The US, New Zealand and Canada have already adopted similar norms. Indian standards are now 10 times more stringent than over 90 per cent of the countries, Telecom Minister Kapil Sibal said here on Friday.

The EMF exposure limit for Base Station Emissions has been lowered to one tenth of the existing level, he said.

“Health of the people should not be compromised at any cost. Technology must be embraced but ultimately public health should not be compromised,” he said.

Telecom Enforcement Resource & Monitoring (TERM) Cells under the Department of Telecom (DoT) will conduct random audits of the self certification furnished by the service providers.

TERM, which also monitors illegal telecom operations, will carry out test audit of 10 per cent of the base transceiver station (BTS) site on a random basis and in all cases where there is a public complaint, the Minister said.

Another agency under the DoT, the Telecom Engineering Centre has revised the test procedure for measurement of Electromagnetic Frequency in accordance with new standards.

A penalty of Rs 5 lakh is liable to be levied per BTS per service provider on non-compliance with the EMF standards, Sibal said.

According to DoT, 95 per cent of the towers are already complying with the new emission norms.

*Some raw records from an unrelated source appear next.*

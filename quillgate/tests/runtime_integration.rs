//! End-to-end wiring through the facade: pool, sessions, and turns share
//! one flat state store.

use std::collections::VecDeque;
use std::sync::{Arc, Mutex};

use futures_util::StreamExt;
use quillgate::qpool::HEALTH_STATE_KEY;
use quillgate::qprovider::wire::ApiResponse;
use quillgate::{
    ByteStream, CredentialSecret, GenerateError, GenerateTransport, ProviderFuture, RequestPayload,
    SessionId, TurnEvent, TurnOptions, build_runtime_with, in_memory_state,
};

type ScriptedBody = Vec<Result<Vec<u8>, GenerateError>>;

#[derive(Debug, Default)]
struct FakeTransport {
    generate_results: Mutex<VecDeque<Result<ApiResponse, GenerateError>>>,
    stream_bodies: Mutex<VecDeque<Result<ScriptedBody, GenerateError>>>,
}

impl FakeTransport {
    fn push_generate(&self, result: Result<ApiResponse, GenerateError>) {
        self.generate_results
            .lock()
            .expect("generate lock")
            .push_back(result);
    }

    fn push_stream(&self, result: Result<ScriptedBody, GenerateError>) {
        self.stream_bodies
            .lock()
            .expect("stream lock")
            .push_back(result);
    }
}

impl GenerateTransport for FakeTransport {
    fn generate<'a>(
        &'a self,
        _payload: RequestPayload,
        _secret: Arc<CredentialSecret>,
    ) -> ProviderFuture<'a, Result<ApiResponse, GenerateError>> {
        Box::pin(async move {
            self.generate_results
                .lock()
                .expect("generate lock")
                .pop_front()
                .unwrap_or_else(|| Err(GenerateError::transient("unscripted generate call")))
        })
    }

    fn stream_generate<'a>(
        &'a self,
        _payload: RequestPayload,
        _secret: Arc<CredentialSecret>,
    ) -> ProviderFuture<'a, Result<ByteStream<'a>, GenerateError>> {
        Box::pin(async move {
            let body = self
                .stream_bodies
                .lock()
                .expect("stream lock")
                .pop_front()
                .unwrap_or_else(|| Err(GenerateError::transient("unscripted stream call")))?;

            Ok(Box::pin(futures_util::stream::iter(body)) as ByteStream<'a>)
        })
    }
}

fn reply_json(text: &str) -> ApiResponse {
    serde_json::from_str(&format!(
        r#"{{"candidates":[{{"content":{{"role":"model","parts":[{{"text":"{text}"}}]}},"finishReason":"STOP"}}]}}"#
    ))
    .expect("test response should decode")
}

#[tokio::test]
async fn a_turn_through_the_bundle_persists_session_and_health_state() {
    let transport = Arc::new(FakeTransport::default());
    transport.push_generate(Ok(reply_json("wired up")));

    let state = in_memory_state();
    let runtime = build_runtime_with(
        vec!["sk-0".to_string()],
        Arc::clone(&state),
        Arc::clone(&transport) as Arc<dyn GenerateTransport>,
    )
    .await;

    let result = runtime
        .assistant
        .send_turn(&SessionId::from("thread-1"), "hello", TurnOptions::default())
        .await
        .expect("turn should complete");
    assert_eq!(result.text, "wired up");

    let keys = vec![
        "session/thread-1".to_string(),
        HEALTH_STATE_KEY.to_string(),
    ];
    let entries = state.get(&keys).await.expect("state should read");
    assert!(entries.contains_key("session/thread-1"));
    assert!(entries.contains_key(HEALTH_STATE_KEY));
}

#[tokio::test]
async fn a_streamed_turn_through_the_bundle_reaches_completion() {
    let transport = Arc::new(FakeTransport::default());
    transport.push_stream(Ok(vec![
        Ok(b"data: {\"text\":\"hi \"}\n".to_vec()),
        Ok(b"data: {\"text\":\"there\",\"finishReason\":\"STOP\"}\n".to_vec()),
    ]));

    let runtime = build_runtime_with(
        vec!["sk-0".to_string()],
        in_memory_state(),
        Arc::clone(&transport) as Arc<dyn GenerateTransport>,
    )
    .await;

    let mut stream = runtime
        .assistant
        .stream_turn(&SessionId::from("thread-1"), "hello", TurnOptions::default())
        .await
        .expect("stream should start");

    let mut text = String::new();
    let mut completed = false;
    while let Some(event) = stream.next().await {
        match event.expect("event should decode") {
            TurnEvent::Delta(delta) => text.push_str(&delta),
            TurnEvent::Completed(result) => {
                assert_eq!(result.text, "hi there");
                completed = true;
            }
        }
    }

    assert_eq!(text, "hi there");
    assert!(completed);
}

#[tokio::test]
async fn a_fresh_runtime_resumes_credential_health_from_shared_state() {
    let transport = Arc::new(FakeTransport::default());
    transport.push_generate(Err(GenerateError::quota("quota exceeded")));

    let state = in_memory_state();
    let runtime = build_runtime_with(
        vec!["sk-0".to_string(), "sk-1".to_string()],
        Arc::clone(&state),
        Arc::clone(&transport) as Arc<dyn GenerateTransport>,
    )
    .await;

    runtime
        .assistant
        .send_turn(&SessionId::from("thread-1"), "hello", TurnOptions::default())
        .await
        .expect_err("quota turn must fail");

    // A replying command behind the outcome report guarantees the report
    // was applied and persisted before we read the shared state again.
    runtime.pool.snapshot().await.expect("snapshot");

    // Same storage, new process: the exhausted credential stays exhausted.
    let resumed = build_runtime_with(
        vec!["sk-0".to_string(), "sk-1".to_string()],
        Arc::clone(&state),
        Arc::clone(&transport) as Arc<dyn GenerateTransport>,
    )
    .await;

    let snapshot = resumed.pool.snapshot().await.expect("snapshot");
    assert!(snapshot[0].quota_exhausted);
    assert!(!snapshot[1].quota_exhausted);
}
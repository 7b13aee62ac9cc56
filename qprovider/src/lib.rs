//! Request construction, provider transport, and resilient stream decoding.

mod builder;
mod client;
mod decode;
mod error;
mod model;
mod transport;
pub mod wire;

pub mod prelude {
    pub use crate::{
        BuildOptions, Chunk, ChunkStream, Content, FileRef, FinishReason, GenerateError,
        GenerateErrorKind, GenerateReply, GenerateTransport, HttpGenerateTransport, LineDecoder,
        Message, Part, PromptInput, RequestPayload, ResolvedOptions, ResponseClient, Role,
        build_request, classify_failure,
    };
    pub use qcommon::{GenerationOptions, MetadataMap};
}

pub use builder::{
    BuildOptions, Content, DEFAULT_MAX_OUTPUT_TOKENS, DEFAULT_TEMPERATURE, DEFAULT_TOP_K,
    DEFAULT_TOP_P, FileRef, Part, PromptInput, RequestPayload, ResolvedOptions, build_request,
};
pub use client::{ChunkStream, ResponseClient};
pub use decode::{EVENT_PREFIX, LineDecoder, decode_record, event_payload};
pub use error::{GenerateError, GenerateErrorKind, classify_failure};
pub use model::{Chunk, FinishReason, GenerateReply, Message, Role};
pub use transport::{ByteStream, GenerateTransport, HttpGenerateTransport, ProviderFuture};
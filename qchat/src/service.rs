//! Session orchestrator: turn execution, credential affinity, idle cleanup.

use std::sync::Arc;
use std::time::{Duration, SystemTime};

use async_stream::try_stream;
use futures_util::StreamExt;
use qcommon::{MetadataMap, SessionId};
use qpool::SelectedCredential;
use qprovider::{
    BuildOptions, FinishReason, GenerateError, GenerateErrorKind, PromptInput, RequestPayload,
    ResponseClient, build_request,
};
use tokio::task::JoinHandle;

use crate::{
    ChatError, ConversationSession, SessionStore, TurnEvent, TurnEventStream, TurnOptions,
    TurnResult,
};

/// Drives conversation turns against the shared response client. Each
/// session stays on its bound credential; on a transient provider failure
/// the session is rebound to a fresh selection and the error is surfaced,
/// so the next turn retries on the new credential.
#[derive(Clone)]
pub struct AssistantService {
    client: ResponseClient,
    store: Arc<dyn SessionStore>,
}

impl AssistantService {
    pub fn new(client: ResponseClient, store: Arc<dyn SessionStore>) -> Self {
        Self { client, store }
    }

    pub fn store(&self) -> &Arc<dyn SessionStore> {
        &self.store
    }

    /// Loads the session for `id`, or creates one bound to the pool's next
    /// selection. Metadata only applies on creation; an existing session
    /// keeps what it was created with.
    pub async fn get_or_create(
        &self,
        id: &SessionId,
        metadata: MetadataMap,
    ) -> Result<ConversationSession, ChatError> {
        if let Some(session) = self.store.load(id).await? {
            return Ok(session);
        }

        let credential = self.client.pool().select().await?;
        let session = ConversationSession::new(id.clone(), credential.index).with_metadata(metadata);
        self.store.save(&session).await?;

        Ok(session)
    }

    /// Runs one non-streaming turn. On success the user message and the
    /// assistant reply are appended and persisted together; on failure the
    /// transcript is left exactly as it was.
    pub async fn send_turn(
        &self,
        id: &SessionId,
        text: &str,
        options: TurnOptions,
    ) -> Result<TurnResult, ChatError> {
        if text.trim().is_empty() {
            return Err(ChatError::invalid_request("turn text must not be empty"));
        }

        let mut session = self.get_or_create(id, MetadataMap::new()).await?;
        let credential = self.bound_credential(&mut session).await?;

        let pristine = session.clone();
        session.append_user(text);
        let payload = turn_payload(&session, &options);

        match self.client.send_with(credential, payload).await {
            Ok(reply) => {
                session.append_assistant(reply.text.clone());
                self.store.save(&session).await?;

                Ok(TurnResult {
                    session_id: session.id,
                    text: reply.text,
                    finish_reason: reply.finish_reason,
                })
            }
            Err(error) => {
                self.rebind_after_failure(&pristine, &error).await;
                Err(error.into())
            }
        }
    }

    /// Runs one streaming turn. Deltas are yielded as they decode; the
    /// transcript is persisted only once the stream ends cleanly, right
    /// before the final `Completed` event. A stream dropped mid-way
    /// persists nothing.
    pub async fn stream_turn(
        &self,
        id: &SessionId,
        text: &str,
        options: TurnOptions,
    ) -> Result<TurnEventStream<'_>, ChatError> {
        if text.trim().is_empty() {
            return Err(ChatError::invalid_request("turn text must not be empty"));
        }

        let mut session = self.get_or_create(id, MetadataMap::new()).await?;
        let credential = self.bound_credential(&mut session).await?;

        let pristine = session.clone();
        session.append_user(text);
        let payload = turn_payload(&session, &options);

        let chunks = match self.client.stream_with(credential, payload).await {
            Ok(chunks) => chunks,
            Err(error) => {
                self.rebind_after_failure(&pristine, &error).await;
                return Err(error.into());
            }
        };

        let stream = try_stream! {
            let mut chunks = chunks;
            let mut session = session;
            let mut reply = String::new();
            let mut finish_reason = FinishReason::Other;

            while let Some(item) = chunks.next().await {
                match item {
                    Ok(chunk) => {
                        if let Some(reason) = chunk.finish_reason {
                            finish_reason = reason;
                        }
                        if !chunk.text.is_empty() {
                            reply.push_str(&chunk.text);
                            yield TurnEvent::Delta(chunk.text);
                        }
                    }
                    Err(error) => {
                        self.rebind_after_failure(&pristine, &error).await;
                        Err(ChatError::from(error))?;
                    }
                }
            }

            session.append_assistant(reply.clone());
            self.store.save(&session).await?;

            yield TurnEvent::Completed(TurnResult {
                session_id: session.id,
                text: reply,
                finish_reason,
            });
        };

        Ok(Box::pin(stream))
    }

    /// Removes sessions whose most recent message is older than `max_age`.
    /// Sessions without any message yet are kept. Returns how many were
    /// removed.
    pub async fn cleanup_idle(&self, max_age: Duration) -> Result<usize, ChatError> {
        let now = SystemTime::now();
        let sessions = self.store.list().await?;

        let stale: Vec<SessionId> = sessions
            .into_iter()
            .filter(|session| match session.last_activity() {
                Some(at) => now
                    .duration_since(at)
                    .map(|idle| idle > max_age)
                    .unwrap_or(false),
                None => false,
            })
            .map(|session| session.id)
            .collect();

        let removed = stale.len();
        if !stale.is_empty() {
            self.store.remove(stale).await?;
        }

        Ok(removed)
    }

    /// Resolves the session's bound credential. A binding that no longer
    /// exists after a pool reconfiguration is replaced with a fresh
    /// selection, persisted immediately.
    async fn bound_credential(
        &self,
        session: &mut ConversationSession,
    ) -> Result<SelectedCredential, ChatError> {
        if let Some(credential) = self.client.pool().credential_at(session.bound_credential).await? {
            return Ok(credential);
        }

        let credential = self.client.pool().select().await?;
        session.bound_credential = credential.index;
        self.store.save(session).await?;

        Ok(credential)
    }

    /// After a transient provider failure, rebinds the session to the
    /// pool's next selection so the retry lands elsewhere. The persisted
    /// session keeps its pre-turn transcript. Content blocks and quota
    /// errors leave the binding alone.
    async fn rebind_after_failure(&self, session: &ConversationSession, error: &GenerateError) {
        if error.kind != GenerateErrorKind::TransientProvider {
            return;
        }

        match self.client.pool().select().await {
            Ok(credential) => {
                if credential.index == session.bound_credential {
                    return;
                }

                let mut rebound = session.clone();
                rebound.bound_credential = credential.index;
                if let Err(save_error) = self.store.save(&rebound).await {
                    tracing::warn!(
                        session = %session.id,
                        %save_error,
                        "failed to persist session rebinding"
                    );
                }
            }
            Err(select_error) => {
                tracing::warn!(
                    session = %session.id,
                    %select_error,
                    "failed to rebind session after provider failure"
                );
            }
        }
    }
}

fn turn_payload(session: &ConversationSession, options: &TurnOptions) -> RequestPayload {
    let mut build_options = BuildOptions::default()
        .with_generation(options.generation)
        .with_files(options.files.clone())
        .with_context(session.metadata.clone());

    if let Some(instruction) = &options.system_instruction {
        build_options = build_options.with_system_instruction(instruction.clone());
    }

    build_request(PromptInput::History(session.history()), build_options)
}

/// Periodically sweeps idle sessions until the returned handle is aborted.
pub fn spawn_idle_cleanup(
    service: AssistantService,
    max_age: Duration,
    every: Duration,
) -> JoinHandle<()> {
    tokio::spawn(async move {
        let mut interval = tokio::time::interval(every);
        interval.set_missed_tick_behavior(tokio::time::MissedTickBehavior::Delay);

        loop {
            interval.tick().await;
            match service.cleanup_idle(max_age).await {
                Ok(0) => {}
                Ok(removed) => tracing::debug!(removed, "removed idle sessions"),
                Err(error) => tracing::warn!(%error, "idle session cleanup failed"),
            }
        }
    })
}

On handsets, the Minister said all new designs of mobile handsets shall comply with the Specific Absorption Rate (SAR) values of 1.6 watt/kg averaged over 1 gram of human tissue from Saturday.

The mobile handsets with existing designs which are compliant with 2W/kg averaged over 10 gram of human tissue, will continue to co-exist up to August 2013. Mobile handsets with revised SAR value of 1.6 watt/kg would be permitted to be manufactured or imported in India from September 2013.